§ Directions: Report how many lines of the data below contain "AttemptId". Give nothing besides the number.

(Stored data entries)
• • • •
impl Session {
    pub fn new(config: SessionConfig) -> Self {
        Self {
            policy: ReconnectPolicy::new(config.backoff.clone()),
            dispatcher: Dispatcher::new(config.history_limit),
            config,
            schedule: ReconnectSchedule::default(),
            state: ConnectionState::Idle,
            status: Status::Idle,
            error: None,
            current: None,
            last_attempt: 0,
            pending_reconnect: None,
            last_token: 0,
            authenticated: false,
            wanted: false,
            terminating: false,
        }
    }

    pub fn state(&self) -> ConnectionState {
        self.state
    }

    pub fn status(&self) -> Status {
        self.status
    }

    pub fn current_attempt(&self) -> Option<AttemptId> {
        self.current
    }

    pub fn schedule(&self) -> ReconnectSchedule {
        self.schedule
    }

    pub fn is_terminating(&self) -> bool {
        self.terminating
    }

    pub fn view(&self) -> StreamView {
        StreamView {
            connected: self.state == ConnectionState::Open,
            state: self.state,
            status: self.status,
            error: self.error.clone(),
            snapshot: self.dispatcher.snapshot(),
            history: self.dispatcher.history(),
        }
    }

    pub fn handle(&mut self, input: Input) -> Vec<Effect> {
        let mut fx = Vec::new();
        match input {
            Input::Start => self.start(&mut fx),
            Input::Stop => self.stop(&mut fx),
            Input::ForceReconnect => self.force_reconnect(&mut fx),
            Input::Auth(authenticated) => self.on_auth(authenticated, &mut fx),
            Input::Trigger(trigger) => self.on_trigger(trigger, &mut fx),
            Input::Transport { attempt, event } => self.on_transport(attempt, event, &mut fx),
            Input::ConnectTimeout(attempt) => self.on_connect_timeout(attempt, &mut fx),
            Input::ReconnectDue(token) => self.on_reconnect_due(token, &mut fx),
            Input::HeartbeatDue(attempt) => self.on_heartbeat_due(attempt, &mut fx),
        }
        fx
    }

    fn start(&mut self, fx: &mut Vec<Effect>) {
        if self.terminating {
            debug!("start ignored: session stopped");
            return;
        }
        self.wanted = true;

        if !self.authenticated {
            if self.status != Status::AwaitingAuth {
                self.status = Status::AwaitingAuth;
                fx.push(Effect::Publish);
            }
            debug!("start deferred until authenticated");
            return;
        }

        if self.state.is_in_flight() {
            trace!(state = ?self.state, "start ignored: attempt already in flight");
            return;
        }

        self.cancel_reconnect(fx);
        if let Some(stale) = self.current.take() {
            fx.push(Effect::Close {
                attempt: stale,
                mode: CloseMode::Abandon,
            });
        }

        self.last_attempt += 1;
        let attempt = AttemptId(self.last_attempt);
        self.current = Some(attempt);
        self.state = ConnectionState::Connecting;
        self.status = Status::Connecting;
        self.error = None;

        info!(%attempt, attempt_count = self.schedule.attempt_count, "connecting");
        fx.push(Effect::Open(attempt));
        fx.push(Effect::Arm {
            timer: Timer::ConnectTimeout(attempt),
            after: self.config.connect_timeout,
        });
        fx.push(Effect::Publish);
    }

    fn stop(&mut self, fx: &mut Vec<Effect>) {
        if self.terminating {
            debug!("stop ignored: already stopped");
            return;
        }
        self.terminating = true;
        self.wanted = false;
        self.pending_reconnect = None;

        fx.push(Effect::Cancel(TimerSlot::ConnectTimeout));
        fx.push(Effect::Cancel(TimerSlot::Reconnect));
        fx.push(Effect::Cancel(TimerSlot::Heartbeat));
        self.release_current(fx);

        self.state = ConnectionState::Closed(CloseKind::Intentional);
        self.status = Status::Disconnected;
        info!("stream stopped");
        fx.push(Effect::Publish);
    }

    fn force_reconnect(&mut self, fx: &mut Vec<Effect>) {
        if self.terminating {
            debug!("force reconnect ignored: session stopped");
            return;
        }
        if !self.authenticated {
            self.start(fx);
            return;
        }
        self.wanted = true;

        info!(attempt = ?self.current, "forced reconnect");
        self.schedule.reset();
        fx.push(Effect::Cancel(TimerSlot::ConnectTimeout));
        fx.push(Effect::Cancel(TimerSlot::Heartbeat));
        self.release_current(fx);
        self.state = ConnectionState::Closed(CloseKind::Intentional);

        // Reuses the reconnect slot, replacing any pending backoff timer.
        let token = self.next_token();
        self.pending_reconnect = Some(token);
        fx.push(Effect::Arm {
            timer: Timer::Reconnect(token),
            after: self.config.force_reconnect_grace,
        });

        self.status = Status::Connecting;
        self.error = None;
        fx.push(Effect::Publish);
    }

    fn on_auth(&mut self, authenticated: bool, fx: &mut Vec<Effect>) {
        if self.authenticated == authenticated {
            return;
        }
        self.authenticated = authenticated;
        if self.terminating {
            return;
        }

        if authenticated {
            info!("authentication gate opened");
            if self.wanted && !self.state.is_in_flight() {
                self.start(fx);
            }
            return;
        }

        info!("authentication gate closed; disconnecting");
        self.pending_reconnect = None;
        fx.push(Effect::Cancel(TimerSlot::ConnectTimeout));
        fx.push(Effect::Cancel(TimerSlot::Reconnect));
        fx.push(Effect::Cancel(TimerSlot::Heartbeat));
        self.release_current(fx);
        self.schedule.reset();
        self.state = ConnectionState::Idle;
        self.status = Status::AwaitingAuth;
        fx.push(Effect::Publish);
    }

    fn on_trigger(&mut self, trigger: ExternalTrigger, fx: &mut Vec<Effect>) {
        if self.terminating || !self.wanted {
            trace!(?trigger, "trigger ignored");
            return;
        }

        match trigger {
            ExternalTrigger::VisibilityRegained | ExternalTrigger::ConnectivityRegained => {
                match self.state {
                    ConnectionState::Open => return,
                    ConnectionState::Connecting => {
                        if self.status == Status::Offline {
                            self.status = Status::Connecting;
                            fx.push(Effect::Publish);
                        }
                        return;
                    }
                    _ => {}
                }
                info!(?trigger, state = ?self.state, "recovering immediately");
                self.schedule.reset();
                self.start(fx);
            }
            ExternalTrigger::ConnectivityLost => {
                // Status only: the environment already severed the socket.
                // A handshake in flight keeps its deadline.
                warn!("network connectivity lost");
                fx.push(Effect::Cancel(TimerSlot::Heartbeat));
                if self.state != ConnectionState::Connecting {
                    self.state = ConnectionState::Closed(CloseKind::Lost);
                }
                self.status = Status::Offline;
                fx.push(Effect::Publish);
            }
        }
    }

    fn on_transport(&mut self, attempt: AttemptId, event: TransportEvent, fx: &mut Vec<Effect>) {
        if self.terminating || self.current != Some(attempt) {
            trace!(%attempt, current = ?self.current, ?event, "stale transport event dropped");
            return;
        }

        match event {
            TransportEvent::Opened => self.on_open(attempt, fx),
            TransportEvent::Frame(text) => {
                if self.state != ConnectionState::Open {
                    trace!(%attempt, state = ?self.state, "frame outside open state dropped");
                    return;
                }
                match self.dispatcher.handle_frame(&text) {
                    Ok(true) => fx.push(Effect::Publish),
                    Ok(false) => {}
                    Err(fault) => debug!(%attempt, error = %fault, "frame discarded"),
                }
            }
            TransportEvent::Closed(info) => {
                let kind = if info.is_client_cleanup() {
                    CloseKind::Intentional
                } else {
                    CloseKind::Lost
                };
                let fault = StreamFault::Lost {
                    code: info.code,
                    reason: info.reason,
                };
                self.on_closed(attempt, kind, fault, fx);
            }
            TransportEvent::Failed(error) => {
                self.on_closed(attempt, CloseKind::Lost, StreamFault::Transport(error), fx);
            }
        }
    }

    fn on_open(&mut self, attempt: AttemptId, fx: &mut Vec<Effect>) {
        fx.push(Effect::Cancel(TimerSlot::ConnectTimeout));
        self.state = ConnectionState::Open;
        self.schedule.reset();
        self.error = None;
        self.status = Status::Connected;

        info!(%attempt, "connected");
        fx.push(Effect::Arm {
            timer: Timer::Heartbeat(attempt),
            after: self.config.heartbeat_interval,
        });
        fx.push(Effect::Publish);
    }

    fn on_closed(
        &mut self,
        attempt: AttemptId,
        kind: CloseKind,
        fault: StreamFault,
        fx: &mut Vec<Effect>,
    ) {
        fx.push(Effect::Cancel(TimerSlot::Heartbeat));
        fx.push(Effect::Cancel(TimerSlot::ConnectTimeout));
        self.current = None;
        self.state = ConnectionState::Closed(kind);

        if kind == CloseKind::Intentional {
            info!(%attempt, "connection closed by client");
            self.status = Status::Disconnected;
            fx.push(Effect::Publish);
            return;
        }

        warn!(%attempt, error = %fault, "connection lost");
        self.error = Some(fault);
        self.schedule_reconnect(fx);
    }

    fn on_connect_timeout(&mut self, attempt: AttemptId, fx: &mut Vec<Effect>) {
        if self.terminating
            || self.current != Some(attempt)
            || self.state != ConnectionState::Connecting
        {
            trace!(%attempt, "stale connect timeout dropped");
            return;
        }

        let after = self.config.connect_timeout;
        warn!(%attempt, timeout_ms = after.as_millis() as u64, "connection attempt timed out");
        fx.push(Effect::Close {
            attempt,
            mode: CloseMode::Abandon,
        });
        self.current = None;
        self.state = ConnectionState::Closed(CloseKind::Lost);
        self.error = Some(StreamFault::Timeout { after });
        self.schedule_reconnect(fx);
    }

    fn on_reconnect_due(&mut self, token: u64, fx: &mut Vec<Effect>) {
        if self.terminating || self.pending_reconnect != Some(token) {
            trace!(token, "stale reconnect timer dropped");
            return;
        }
        self.pending_reconnect = None;
        self.start(fx);
    }

    fn on_heartbeat_due(&mut self, attempt: AttemptId, fx: &mut Vec<Effect>) {
        if self.terminating
            || self.current != Some(attempt)
            || self.state != ConnectionState::Open
        {
            trace!(%attempt, "stale heartbeat dropped");
            return;
        }
        fx.push(Effect::Send {
            attempt,
            message: ClientMessage::Ping,
        });
        fx.push(Effect::Arm {
            timer: Timer::Heartbeat(attempt),
            after: self.config.heartbeat_interval,
        });
    }

    fn schedule_reconnect(&mut self, fx: &mut Vec<Effect>) {
        if self.terminating || !self.authenticated {
            fx.push(Effect::Publish);
            return;
        }

        let delay = self.schedule.advance(&self.policy);
        let token = self.next_token();
        self.pending_reconnect = Some(token);
        self.status = Status::Reconnecting { delay };

        info!(
            attempt_count = self.schedule.attempt_count,
            delay_ms = delay.as_millis() as u64,
            "reconnect scheduled"
        );
        fx.push(Effect::Arm {
            timer: Timer::Reconnect(token),
            after: delay,
        });
        fx.push(Effect::Publish);
    }

    fn cancel_reconnect(&mut self, fx: &mut Vec<Effect>) {
        if self.pending_reconnect.take().is_some() {
            fx.push(Effect::Cancel(TimerSlot::Reconnect));
        }
    }

    /// Detach the current attempt; a live one gets a coded close.
    fn release_current(&mut self, fx: &mut Vec<Effect>) {
        if let Some(attempt) = self.current.take() {
            let mode = if self.state.is_in_flight() {
                CloseMode::Cleanup
            } else {
                CloseMode::Abandon
            };
            fx.push(Effect::Close { attempt, mode });
        }
    }

    fn next_token(&mut self) -> u64 {
        self.last_token += 1;
        self.last_token
    }
}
• • • •
§ Task response: 7